Une économie dirigée est un système économique où une autorité gouvernementale centrale détermine les niveaux de production autorisés et fixe les prix des biens et services. La plupart des industries sont alors sous contrôle public.
Elle s'oppose principalement à l'économie de marché libre, où la demande des consommateurs guide la production et les prix.
L'économie dirigée est typique des régimes communistes, tandis que l'économie de marché domine les sociétés capitalistes.
Des pays comme Cuba, la Corée du Nord et l'ex-URSS ont adopté ce modèle. La Chine l'a maintenu jusqu'en 1978 avant de transiter vers une économie mixte alliant éléments communistes et capitalistes, souvent qualifiée d'« économie de marché socialiste ».
Aussi appelée économie planifiée, elle repose sur la propriété et le contrôle étatique des moyens de production. La propriété privée des terres et du capital est absente ou très limitée.
Les planificateurs centraux déterminent les prix, les volumes de production et restreignent ou interdisent la concurrence privée. Dans sa forme pure, il n'existe aucun secteur privé, l'État détenant toutes les entreprises.
Les autorités établissent les priorités nationales : croissance économique, allocation des ressources et répartition de la production, souvent via des plans pluriannuels.
Les économistes libéraux soulignent deux faiblesses majeures : le problème des incitations et le manque d'information pour les planificateurs centraux.
Le problème des incitations
Il commence au sommet : les décideurs, humains avant tout, sont influencés par les lobbies et luttes de pouvoir, sans les garde-fous du marché comme les notations de crédit ou les fuites de capitaux.
Salaires fixés centralement et absence de profits découragent l'excellence, l'efficacité et l'innovation. La progression repose sur les relations politiques plutôt que sur la satisfaction client. La corruption y est endémique.
À plus grande échelle, la « tragédie des biens communs » s'aggrave : ressources collectives mal entretenues s'usent prématurément (logements, usines, équipements).
Le vide informationnel
Décrit par Ludwig von Mises et F.A. Hayek, le « problème du calcul économique » handicape les planificateurs : sans prix de marché reflétant offre et demande, impossible d'aligner production sur les besoins réels.
Dans une économie de marché, offre et demande s'équilibrent décentralement via les achats consommateurs et ajustements producteurs, avec données quantifiables tout au long de la chaîne.
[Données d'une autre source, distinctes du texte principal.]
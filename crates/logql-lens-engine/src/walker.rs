//! Pre-order traversal of parsed queries.

use log::debug;
use logql_lens_syntax::{SyntaxElement, SyntaxKind, parse};

use crate::node::{GrammarNode, NodePosition};

/// Collect every named node under `root` (itself included) in document order,
/// keeping only `kinds` when given.
///
/// Filtering never prunes: children of a skipped node are still visited.
pub fn walk<N: GrammarNode>(root: &N, kinds: Option<&[SyntaxKind]>) -> Vec<N> {
    let mut found = Vec::new();
    let mut stack = vec![root.clone()];

    while let Some(node) = stack.pop() {
        let children = node.named_children();
        if kinds.is_none_or(|kinds| kinds.contains(&node.kind())) {
            found.push(node);
        }
        stack.extend(children.into_iter().rev());
    }

    found
}

/// Parse `query` and walk the whole tree.
pub fn nodes_from_query(query: &str, kinds: Option<&[SyntaxKind]>) -> Vec<SyntaxElement> {
    let nodes = walk(&root_of(query), kinds);
    debug!("found {} nodes of {:?} in query", nodes.len(), kinds);
    nodes
}

/// Positions of `kind` in `node` or below it, in document order.
///
/// A matching node is not searched any further.
pub fn positions_in_node<N: GrammarNode>(node: &N, kind: SyntaxKind) -> Vec<NodePosition<N>> {
    if node.kind() == kind {
        return vec![NodePosition::from_node(node.clone())];
    }

    node.named_children()
        .iter()
        .flat_map(|child| positions_in_node(child, kind))
        .collect()
}

/// For every outermost node of `kinds`, follow first children while they are
/// of `kinds` too and return the deepest one.
///
/// Used to get the left-most filter of `a="1" and b="2"` style chains.
pub fn lhs_leaf_nodes<N: GrammarNode>(root: &N, kinds: &[SyntaxKind]) -> Vec<N> {
    let mut found = Vec::new();
    let mut stack = vec![root.clone()];

    while let Some(node) = stack.pop() {
        if kinds.contains(&node.kind()) {
            let mut current = node.clone();
            let mut leaf = None;
            while let Some(first) = current.named_children().into_iter().next() {
                if !kinds.contains(&first.kind()) {
                    leaf = Some(current);
                    break;
                }
                current = first;
            }
            if let Some(leaf) = leaf {
                found.push(leaf);
                continue;
            }
        }
        stack.extend(node.named_children().into_iter().rev());
    }

    found
}

pub fn lhs_leaf_nodes_from_query(query: &str, kinds: &[SyntaxKind]) -> Vec<SyntaxElement> {
    lhs_leaf_nodes(&root_of(query), kinds)
}

/// True if parsing `query` yields at least one named node of `kind`.
pub fn is_query_with_node(query: &str, kind: SyntaxKind) -> bool {
    kind.is_named()
        && parse(query)
            .descendants_with_tokens()
            .any(|element| element.kind() == kind)
}

pub(crate) fn root_of(query: &str) -> SyntaxElement {
    SyntaxElement::Node(parse(query))
}

#[cfg(test)]
mod tests {
    use super::*;
    use pretty_assertions::assert_eq;
    use rstest::rstest;

    fn kinds(nodes: &[SyntaxElement]) -> Vec<SyntaxKind> {
        nodes.iter().map(GrammarNode::kind).collect()
    }

    #[test]
    fn walks_simple_selector_in_pre_order() {
        let nodes = nodes_from_query(r#"{foo="bar"}"#, None);
        assert_eq!(
            kinds(&nodes),
            vec![
                SyntaxKind::LOG_QL,
                SyntaxKind::EXPR,
                SyntaxKind::LOG_EXPR,
                SyntaxKind::SELECTOR,
                SyntaxKind::MATCHERS,
                SyntaxKind::MATCHER,
                SyntaxKind::IDENTIFIER,
                SyntaxKind::EQ,
                SyntaxKind::STRING,
            ]
        );
    }

    #[test]
    fn root_spans_the_whole_query() {
        let query = r#"  {foo="bar"} "#;
        let nodes = nodes_from_query(query, None);
        assert_eq!(nodes[0].span(), 0..query.len());
    }

    #[rstest]
    #[case(r#"{foo="bar"}"#)]
    #[case(r#"{a="b", c!~"d"} |= "x" | json | y > 2"#)]
    #[case(r#"sum by (a) (rate({a="b"}[5m])) / 2"#)]
    #[case(r#"{broken="#)]
    fn filtering_never_reorders(#[case] query: &str) {
        let wanted = [SyntaxKind::MATCHER, SyntaxKind::STRING, SyntaxKind::ERROR];
        let spans = |nodes: Vec<SyntaxElement>| -> Vec<_> {
            nodes.iter().map(|n| (GrammarNode::kind(n), n.span())).collect()
        };
        let expected: Vec<_> = spans(nodes_from_query(query, None))
            .into_iter()
            .filter(|(kind, _)| wanted.contains(kind))
            .collect();
        assert_eq!(spans(nodes_from_query(query, Some(&wanted))), expected);
    }

    #[test]
    fn traversal_is_deterministic() {
        let query = r#"{a="b"} | logfmt | c=~"d.*" or e="f""#;
        let spans = |nodes: Vec<SyntaxElement>| -> Vec<_> {
            nodes.iter().map(|n| (GrammarNode::kind(n), n.span())).collect()
        };
        assert_eq!(
            spans(nodes_from_query(query, None)),
            spans(nodes_from_query(query, None))
        );
    }

    #[test]
    fn filtered_out_ancestors_do_not_hide_children() {
        let nodes = nodes_from_query(r#"{a="1"} | b="2""#, Some(&[SyntaxKind::IDENTIFIER]));
        assert_eq!(nodes.len(), 2);
    }

    #[test]
    fn positions_stop_at_the_first_match() {
        let root = root_of(r#"{a="1"} | b="2" and c="3""#);
        let filters = positions_in_node(&root, SyntaxKind::LABEL_FILTER);
        assert_eq!(filters.len(), 1);
        assert_eq!(
            filters[0].extract_text(r#"{a="1"} | b="2" and c="3""#),
            r#"b="2" and c="3""#
        );
    }

    #[test]
    fn lhs_leaf_takes_the_left_most_filter() {
        let query = r#"{a="1"} | b="2" and c="3" | d="4""#;
        let leaves = lhs_leaf_nodes_from_query(query, &[SyntaxKind::LABEL_FILTER]);
        let texts: Vec<_> = leaves
            .into_iter()
            .map(|n| NodePosition::from_node(n).extract_text(query).to_string())
            .collect();
        assert_eq!(texts, vec![r#"b="2""#, r#"d="4""#]);
    }

    #[test]
    fn query_with_node() {
        assert!(is_query_with_node(r#"{a="b"} | json"#, SyntaxKind::JSON));
        assert!(!is_query_with_node(r#"{json="b"}"#, SyntaxKind::JSON));
        assert!(!is_query_with_node(r#"{a="b"}"#, SyntaxKind::L_BRACE));
    }
}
Les planificateurs ignorent les préférences subtiles, entraînant gaspillage et appauvrissement progressif.
Ses partisans vantent l'allocation des ressources pour le bien-être social, prioritaire sur le profit privé des marchés.
Elles contrôlent mieux le chômage en créant des emplois, même artificiels.
Elles réagissent efficacement aux crises (guerre, catastrophe), bien que les économies de marché puissent aussi activer des pouvoirs d'urgence temporaires.
Contrôlée par les planificateurs étatiques, elle inclut :
Les monopoles sont tolérés pour servir les objectifs nationaux.
En économie de marché, les entreprises privées réagissent à l'offre-demande.
En économie dirigée, le gouvernement décide.
Aucune n'est pure aujourd'hui : les marchés intègrent régulations ; certaines dirigées s'ouvrent (ex. : boom chinois post-1978).
Les plans pluriannuels (ex. : 14 plans quinquennaux chinois, dernier jusqu'en 2025) fixent objectifs sectoriels : réduction carbone, développement rural, etc. Les industries doivent s'aligner.